• Distant Phacelia
  • Distant Scorpion-weed
Phacelia distans
Family: Boraginaceae (Borage)
Flowers — color: blue, size: 3/8", type: 5 petals

The Distant Phacelia flower has five petals, flat or cup-shaped, about 3/8" diameter. In BMER, the petals blue to violet with lighter web traces, but other regions have light blue or lavender colors. Five blue stamens with blue anthers extend from the shallow throat of the flower.

The flower cluster resembles a furry green caterpillar. It is a linear array where buds attach directly to the stem and the growing tip curls sharply. Botanists call this form a helicoid cyme, and it is typical for the Borage family [for example branching phacelia]. The curl has inspired the scorpion-weed nickname, after the arachnid's tail.

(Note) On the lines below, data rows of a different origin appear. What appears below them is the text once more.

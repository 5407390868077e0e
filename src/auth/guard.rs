//! Session guard: credential acquisition, persistence, and route gating.
//!
//! SYSTEM CONTEXT
//! ==============
//! Login screens call the two `authenticate_*` operations; protected views
//! call [`SessionGuard::guard_protected_access`] on every render; the shell
//! calls [`SessionGuard::logout`]. All storage reads go straight to the
//! injected [`SessionStore`], so a session cleared by another tab is noticed
//! at the next protected navigation.
//!
//! CONCURRENCY
//! ===========
//! Single-threaded. Each guard admits one credential exchange at a time; a
//! second attempt while one is pending is refused without touching the
//! network. Nothing here imposes a timeout.

#[cfg(test)]
#[path = "guard_test.rs"]
mod guard_test;

use std::cell::Cell;

use time::OffsetDateTime;

use super::error::{
    IN_FLIGHT_MESSAGE, LOGIN_FALLBACK_MESSAGE, PERSIST_FAILURE_MESSAGE, SessionError, WALLET_LOGIN_FALLBACK_MESSAGE,
};
use super::store::{Scope, SessionStore};
use super::wallet::{WalletSigner, challenge_message};
use crate::config::ClientConfig;
use crate::net::api::{ApiError, AuthApi};
use crate::net::types::{PasswordLogin, Session, WalletLogin};
use crate::util::validate::login_errors;

/// Outcome of gating a protected view.
#[derive(Clone, Debug, PartialEq, Eq)]
pub enum Access {
    Allow,
    RedirectTo(String),
}

/// Mediates between login flows, session storage, and protected routes.
pub struct SessionGuard<S, A> {
    store: S,
    api: A,
    login_route: String,
    clock: fn() -> OffsetDateTime,
    in_flight: Cell<bool>,
}

/// Clears the in-flight flag when an attempt settles, however it settles.
struct Flight<'a>(&'a Cell<bool>);

impl Drop for Flight<'_> {
    fn drop(&mut self) {
        self.0.set(false);
    }
}

impl<S: SessionStore, A: AuthApi> SessionGuard<S, A> {
    pub fn new(store: S, api: A, config: &ClientConfig) -> Self {
        Self {
            store,
            api,
            login_route: config.login_route.clone(),
            clock: OffsetDateTime::now_utc,
            in_flight: Cell::new(false),
        }
    }

    /// Replace the wall clock used for wallet challenges.
    #[must_use]
    pub fn with_clock(mut self, clock: fn() -> OffsetDateTime) -> Self {
        self.clock = clock;
        self
    }

    #[must_use]
    pub fn store(&self) -> &S {
        &self.store
    }

    /// Whether a credential exchange is pending on this guard.
    #[must_use]
    pub fn is_authenticating(&self) -> bool {
        self.in_flight.get()
    }

    /// Exchange email and password for a session.
    ///
    /// The session lands in the durable scope when `remember_me` is set,
    /// otherwise in the ephemeral one.
    ///
    /// # Errors
    ///
    /// - [`SessionError::Validation`] for a malformed email or empty password;
    ///   no request is sent.
    /// - [`SessionError::Auth`] for a rejected or failed exchange, carrying
    ///   the server message when there is one.
    pub async fn authenticate_with_password(
        &self,
        email: &str,
        password: &str,
        remember_me: bool,
    ) -> Result<Session, SessionError> {
        if let Some(err) = login_errors(email, password).into_iter().next() {
            return Err(err.into());
        }
        let _flight = self.begin()?;

        let body = PasswordLogin { email: email.to_owned(), password: password.to_owned() };
        let session = self
            .api
            .login(&body)
            .await
            .map_err(|e| rejected("password", &e, LOGIN_FALLBACK_MESSAGE))?;

        let scope = if remember_me { Scope::Durable } else { Scope::Ephemeral };
        self.persist(scope, &session)?;
        log::info!("password sign-in succeeded: user_id={} scope={scope:?}", session.user.id);
        Ok(session)
    }

    /// Prove control of a wallet address and exchange the signature for a
    /// session. Wallet sessions are always ephemeral.
    ///
    /// # Errors
    ///
    /// - [`SessionError::WalletUnavailable`] when `signer` is `None`; no
    ///   request is sent.
    /// - [`SessionError::Auth`] when the signer refuses or fails, or the
    ///   server rejects the signature.
    pub async fn authenticate_with_wallet(&self, signer: Option<&dyn WalletSigner>) -> Result<Session, SessionError> {
        let Some(signer) = signer else {
            log::warn!("wallet sign-in attempted without a provider");
            return Err(SessionError::WalletUnavailable);
        };
        let _flight = self.begin()?;

        let address = signer.address().await.inspect_err(|e| log::warn!("wallet address failed: {e}"))?;
        let message = challenge_message(&address, (self.clock)());
        let signature = signer
            .sign(&address, &message)
            .await
            .inspect_err(|e| log::warn!("wallet signature failed: {e}"))?;

        let body = WalletLogin { address, signature, message };
        let session = self
            .api
            .wallet_login(&body)
            .await
            .map_err(|e| rejected("wallet", &e, WALLET_LOGIN_FALLBACK_MESSAGE))?;

        self.persist(Scope::Ephemeral, &session)?;
        log::info!("wallet sign-in succeeded: user_id={}", session.user.id);
        Ok(session)
    }

    /// Durable session first, then ephemeral. Reads only.
    #[must_use]
    pub fn current_session(&self) -> Option<Session> {
        Scope::ALL.into_iter().find_map(|scope| self.store.read(scope))
    }

    /// `Allow` iff either scope holds a token; re-reads storage every call.
    #[must_use]
    pub fn guard_protected_access(&self) -> Access {
        protected_access(&self.store, &self.login_route)
    }

    /// Clear both scopes and return the route to send the user to.
    pub fn logout(&self) -> &str {
        for scope in Scope::ALL {
            self.store.clear(scope);
        }
        log::info!("signed out");
        &self.login_route
    }

    fn begin(&self) -> Result<Flight<'_>, SessionError> {
        if self.in_flight.replace(true) {
            log::warn!("sign-in refused: another attempt is pending");
            return Err(SessionError::auth(IN_FLIGHT_MESSAGE));
        }
        Ok(Flight(&self.in_flight))
    }

    /// Replace whatever session exists with `session` in `scope`.
    fn persist(&self, scope: Scope, session: &Session) -> Result<(), SessionError> {
        for other in Scope::ALL {
            self.store.clear(other);
        }
        self.store.write(scope, session).map_err(|e| {
            log::warn!("session persist failed: scope={scope:?} error={e}");
            SessionError::auth(PERSIST_FAILURE_MESSAGE)
        })
    }
}

/// `Allow` iff either scope of `store` holds a token.
pub fn protected_access<S: SessionStore>(store: &S, login_route: &str) -> Access {
    if Scope::ALL.into_iter().any(|scope| store.token(scope).is_some()) {
        Access::Allow
    } else {
        Access::RedirectTo(login_route.to_owned())
    }
}

fn rejected(flow: &str, err: &ApiError, fallback: &str) -> SessionError {
    log::warn!("{flow} sign-in rejected: {err}");
    SessionError::auth(err.user_message(fallback))
}

#[cfg(feature = "csr")]
pub use browser::{BrowserGuard, browser_guard};

#[cfg(feature = "csr")]
mod browser {
    use super::SessionGuard;
    use crate::config::ClientConfig;
    use crate::net::api::HttpApi;
    use crate::util::storage::{BrowserArea, browser_store};

    pub type BrowserGuard = SessionGuard<crate::auth::store::ScopedStore<BrowserArea>, HttpApi>;

    /// Guard over `localStorage`/`sessionStorage` and the HTTP API.
    /// `None` when the page has no storage (e.g. storage disabled).
    pub fn browser_guard(config: &ClientConfig) -> Option<BrowserGuard> {
        Some(SessionGuard::new(browser_store()?, HttpApi::new(config), config))
    }
}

Phacelia flower: 5 blue petals, tight cluster: helicoid cyme Phacelia flowers oddly pinnate leaf, terminal leaflet has two notches wider view of flower in photo #1 many Phacelia flower clusters on extended branch

Habit:
Distant Phacelia is an annual with variable habit. It may be a single stem several inches high, a spreading mat, or a branching mound, all in the same field. The stem has both stiff and glandular hairs for climbing its neighbors. It seems to love to form colonies on the shrubs near a grassy field. The compound, fern-like leaf is doubly pinnate — the central rib holds several leaflets in rough opposition, then ends with a large terminal leaflet. Furthermore, each leaflet is notched, but not as much as branching phacelia.

The spreading display of blue flowers resembles fiesta flower, also in the Borage family. Some references apply the common name 'Wild Heliotrope' to Phacelia distans, but may belong more strongly to Heliotropium curassavicum.